Sollte man 2026 Image-Einzelhefte kaufen oder auf die TPBs warten?
Das hängt von Ihrem Leseverhalten ab. Für einen leidenschaftlichen Leser, der Saga, Monstress oder die Kirkman-Neuheiten in Echtzeit verfolgen möchte, ist das Einzelheft das einzige Format, das dies ermöglicht. Für einen Sammler, der über 5 bis 10 Jahre eine kohärente Bibliothek aufbauen möchte, ist der TPB bei Kosten, Lagerkomfort und Lesbarkeit unschlagbar. Unsere Empfehlung 2026: Einzelheft für 2 oder 3 Serien, die Sie wirklich lieben, TPB für den Rest. Das Compendium ist dem wirtschaftlichen Nachholen abgeschlossener Serien vorbehalten (Walking Dead, Invincible, Sex Criminals, Paper Girls).
Welche Image-Serien sollte man wegen audiovisueller Adaptionen 2026-2028 im Auge behalten?

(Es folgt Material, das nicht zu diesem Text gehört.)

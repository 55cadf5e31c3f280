//! Generate Variables Phase
//!
//! Generate a preamble sequence for each view's update block and listener function which
//! declares any variables that may be referenced in other operations in the block.
//!
//! Variables generated include:
//!   * the context of parent views, reached with `nextContext()`.
//!   * context variables from the current view as well as all parent views.
//!   * computed aliases (`$first`, `$odd`, ...) of `@for` views.
//!   * local references from elements within the current view and any lexical parents.
//!   * `@let` declarations of parent views, and of the current view inside listeners.
//!
//! Variables are generated here unconditionally, and may be optimized away later if it turns
//! out their values (and any side effects) are unused.

use indexmap::IndexMap;

use crate::error::Result;
use crate::output::output_ast::Expression;
use crate::template::pipeline::ir::{
    create_variable_op, AliasVariable, ContextExpr, ContextLetReferenceExpr, CreateOp, NextContextExpr, OpId,
    ReferenceExpr, SemanticVariable, UpdateOp, VariableFlags, VariableOp, XrefId, CTX_REF,
};
use crate::template::pipeline::src::compilation::{CompilationJob, ViewCompilationUnit, XrefAllocator};

/// A local reference collected from an element within a view.
#[derive(Debug, Clone)]
struct Reference {
    /// Name given to the local reference variable within the template.
    name: String,
    /// The element-like op which the reference targets.
    target: XrefId,
    /// Offset of this reference among all the references on its target.
    offset: usize,
}

/// A `@let` declaration collected from a view.
#[derive(Debug, Clone)]
struct LetDeclaration {
    name: String,
    target: XrefId,
}

/// The names a view makes available to itself and its descendants.
#[derive(Debug, Clone)]
struct Scope {
    view: XrefId,
    parent: Option<XrefId>,
    context_variables: IndexMap<String, String>,
    aliases: Vec<AliasVariable>,
    references: Vec<Reference>,
    let_declarations: Vec<LetDeclaration>,
}

impl Scope {
    fn of(unit: &ViewCompilationUnit) -> Self {
        let mut references = Vec::new();
        let mut let_declarations = Vec::new();
        for op in unit.create.iter() {
            match op {
                CreateOp::ElementStart(_)
                | CreateOp::ContainerStart(_)
                | CreateOp::Template(_)
                | CreateOp::ConditionalCreate(_)
                | CreateOp::ConditionalBranchCreate(_) => {
                    let Some(target) = op.xref() else { continue };
                    for (offset, local_ref) in op.local_refs().iter().enumerate() {
                        references.push(Reference {
                            name: local_ref.name.clone(),
                            target,
                            offset,
                        });
                    }
                }
                CreateOp::DeclareLet(declare) => let_declarations.push(LetDeclaration {
                    name: declare.declared_name.clone(),
                    target: declare.xref,
                }),
                _ => {}
            }
        }
        Scope {
            view: unit.xref,
            parent: unit.parent,
            context_variables: unit.context_variables.clone(),
            aliases: unit.aliases.clone(),
            references,
            let_declarations,
        }
    }
}

pub fn generate_variables(job: &mut CompilationJob) -> Result<()> {
    let scopes: IndexMap<XrefId, Scope> = job.units().map(|unit| (unit.xref, Scope::of(unit))).collect();

    let parts = job.parts_mut();
    for unit in parts.units {
        let view = unit.xref;

        for op in unit.create.iter_mut() {
            if let Some(listener) = op.as_listener_mut() {
                let preamble = generate_variables_in_scope_for_view(view, &scopes, true, parts.ids);
                listener.handler_ops.prepend(preamble.into_iter().map(UpdateOp::Variable));
            }
        }

        let preamble = generate_variables_in_scope_for_view(view, &scopes, false, parts.ids);
        unit.update.prepend(preamble.into_iter().map(UpdateOp::Variable));

        declare_local_let_values(unit, parts.ids)?;
    }
    Ok(())
}

/// Generates declarations for all variables that are in scope for a given view. Views inherit
/// the variables of every lexical ancestor, which are reached by stepping up the context chain.
fn generate_variables_in_scope_for_view(
    view: XrefId,
    scopes: &IndexMap<XrefId, Scope>,
    is_callback: bool,
    ids: &mut XrefAllocator,
) -> Vec<VariableOp> {
    let mut ops = Vec::new();
    let mut current = scopes.get(&view);

    while let Some(scope) = current {
        if scope.view != view {
            // Switching to the parent's context declares a variable of its own, because the
            // context of that view may be referenced directly.
            ops.push(create_variable_op(
                ids.allocate(),
                SemanticVariable::context(scope.view),
                Expression::NextContext(NextContextExpr::default()),
                VariableFlags::NONE,
            ));
        }

        for (name, value) in &scope.context_variables {
            let context = Expression::Context(ContextExpr::new(scope.view));
            // Either read a property of the context, or use the context itself for `CTX_REF`.
            let initializer = if value == CTX_REF { context } else { context.prop(value.as_str()) };
            ops.push(create_variable_op(
                ids.allocate(),
                SemanticVariable::identifier(name.as_str(), false),
                initializer,
                VariableFlags::NONE,
            ));
        }

        for alias in &scope.aliases {
            ops.push(create_variable_op(
                ids.allocate(),
                SemanticVariable::Alias(AliasVariable { name: None, ..alias.clone() }),
                alias.expression.clone(),
                VariableFlags::ALWAYS_INLINE,
            ));
        }

        for reference in &scope.references {
            ops.push(create_variable_op(
                ids.allocate(),
                SemanticVariable::identifier(reference.name.as_str(), false),
                Expression::Reference(ReferenceExpr::new(reference.target, reference.offset)),
                VariableFlags::NONE,
            ));
        }

        if scope.view != view || is_callback {
            for declaration in &scope.let_declarations {
                ops.push(create_variable_op(
                    ids.allocate(),
                    SemanticVariable::identifier(declaration.name.as_str(), false),
                    Expression::ContextLetReference(ContextLetReferenceExpr::new(declaration.target)),
                    VariableFlags::NONE,
                ));
            }
        }

        current = scope.parent.and_then(|parent| scopes.get(&parent));
    }
    ops
}

/// Reads of a `@let` in its own view see the value stored by the preceding `StoreLet` op, so
/// the local variable is declared right after the store.
fn declare_local_let_values(unit: &mut ViewCompilationUnit, ids: &mut XrefAllocator) -> Result<()> {
    let stores: Vec<(OpId, XrefId, String)> = unit
        .update
        .iter_with_ids()
        .filter_map(|(id, op)| match op {
            UpdateOp::StoreLet(store) => Some((id, store.target, store.declared_name.clone())),
            _ => None,
        })
        .collect();

    for (id, target, name) in stores {
        let variable = create_variable_op(
            ids.allocate(),
            SemanticVariable::identifier(name, true),
            Expression::ContextLetReference(ContextLetReferenceExpr::new(target)),
            VariableFlags::NONE,
        );
        unit.update.insert_after(id, UpdateOp::Variable(variable))?;
    }
    Ok(())
}
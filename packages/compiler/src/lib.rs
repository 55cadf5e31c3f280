#![deny(clippy::all)]

/**
 * Angular Template Pipeline
 *
 * Lowers parsed component templates and host bindings into template functions through an
 * intermediate representation of create and update operations.
 */

// Core modules
pub mod config;
pub mod constant_pool;
pub mod core;
pub mod directive_matching;
pub mod error;
pub mod parse_util;

// Inputs to the pipeline
pub mod expression_parser;
pub mod render3;
pub mod schema;

// The pipeline and its output
pub mod output;
pub mod template;

pub use config::PipelineConfig;
pub use error::{CompilerError, Result};

use log::debug;

use constant_pool::ConstantPool;
use output::output_ast::{Expression, FunctionExpr, Statement};
use parse_util::ParseError;
use render3::r3_ast::R3Node;
use template::pipeline::src::{
    emit_host_binding_function, emit_template_fn, ingest_component, ingest_host_binding, transform, CompilationJob,
    DeferMetadata, HostBindingInput,
};

/// The result of compiling a component template or a directive's host bindings.
#[derive(Debug, Clone)]
pub struct CompiledTemplate {
    /// The template function, or the host bindings function when there is anything to bind.
    pub function: Option<FunctionExpr>,
    /// Slots used by the root view.
    pub decls: usize,
    /// Binding slots used by the root view.
    pub vars: usize,
    /// The component's consts array.
    pub consts: Vec<Expression>,
    /// Statements that must run before the consts array is built.
    pub consts_initializers: Vec<Statement>,
    /// The `ngContentSelectors` of the component, if it projects content.
    pub content_selectors: Option<Expression>,
    /// Static host attributes (`hostAttrs`).
    pub host_attributes: Option<Expression>,
    /// Pooled declarations: shared constants, pure functions and child view functions.
    pub statements: Vec<Statement>,
    /// Problems in the user's template. Compilation completes even when some are present.
    pub errors: Vec<ParseError>,
}

/// Compiles a component template all the way to its template function.
pub fn compile_component_template(
    component_name: &str,
    template: &[R3Node],
    config: PipelineConfig,
    defer_meta: DeferMetadata,
) -> Result<CompiledTemplate> {
    let pool = ConstantPool::with_string_threshold(config.pool_string_threshold);
    let mut job = ingest_component(component_name, template, pool, config, defer_meta)?;
    transform(&mut job)?;
    let template_fn = emit_template_fn(&mut job)?;

    let root = job.root_unit();
    let (decls, vars) = (root.decls.unwrap_or(0), root.vars.unwrap_or(0));
    debug!(
        "compiled {component_name}: {} views, {decls} decls, {vars} vars, {} consts",
        job.view_xrefs().len(),
        job.consts.len()
    );
    Ok(finish(job, Some(template_fn), decls, vars))
}

/// Compiles the host bindings of a directive or component.
pub fn compile_host_bindings(input: &HostBindingInput, config: PipelineConfig) -> Result<CompiledTemplate> {
    let pool = ConstantPool::with_string_threshold(config.pool_string_threshold);
    let mut job = ingest_host_binding(input, pool, config)?;
    transform(&mut job)?;
    let host_fn = emit_host_binding_function(&job)?;

    let vars = job.root_unit().vars.unwrap_or(0);
    Ok(finish(job, host_fn, 0, vars))
}

/// Resolves every pooled constant handle left in the job's output and packages it.
fn finish(job: CompilationJob, function: Option<FunctionExpr>, decls: usize, vars: usize) -> CompiledTemplate {
    let pool = &job.pool;
    let function = function.map(|mut function| {
        for stmt in &mut function.statements {
            pool.resolve_statement(stmt);
        }
        function
    });
    let mut consts_initializers = job.consts_initializers;
    for stmt in &mut consts_initializers {
        pool.resolve_statement(stmt);
    }
    CompiledTemplate {
        function,
        decls,
        vars,
        statements: pool.statements(),
        consts: job.consts.into_iter().map(|expr| pool.resolve(expr)).collect(),
        consts_initializers,
        content_selectors: job.content_selectors.map(|expr| pool.resolve(expr)),
        host_attributes: job.host_attributes.map(|expr| pool.resolve(expr)),
        errors: job.errors,
    }
}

Mehrere Image-Serien haben aktive Optionen oder Ankündigungen. Monstress von Marjorie Liu und Sana Takeda befindet sich seit 2018 in Entwicklung bei 20th Television (Status unsicher, aber Option 2026 aktiv). The Department of Truth von James Tynion IV wurde 2021 von Showtime optioniert (Status 2026 unsicher). East of West wurde 2014 von AMC optioniert (Option abgelaufen, dann mehrfach erneuert). Deadly Class wurde 2019 von Syfy adaptiert und abgesetzt. Invincible Staffel 4 wird 2026-2027 bei Prime Video erwartet.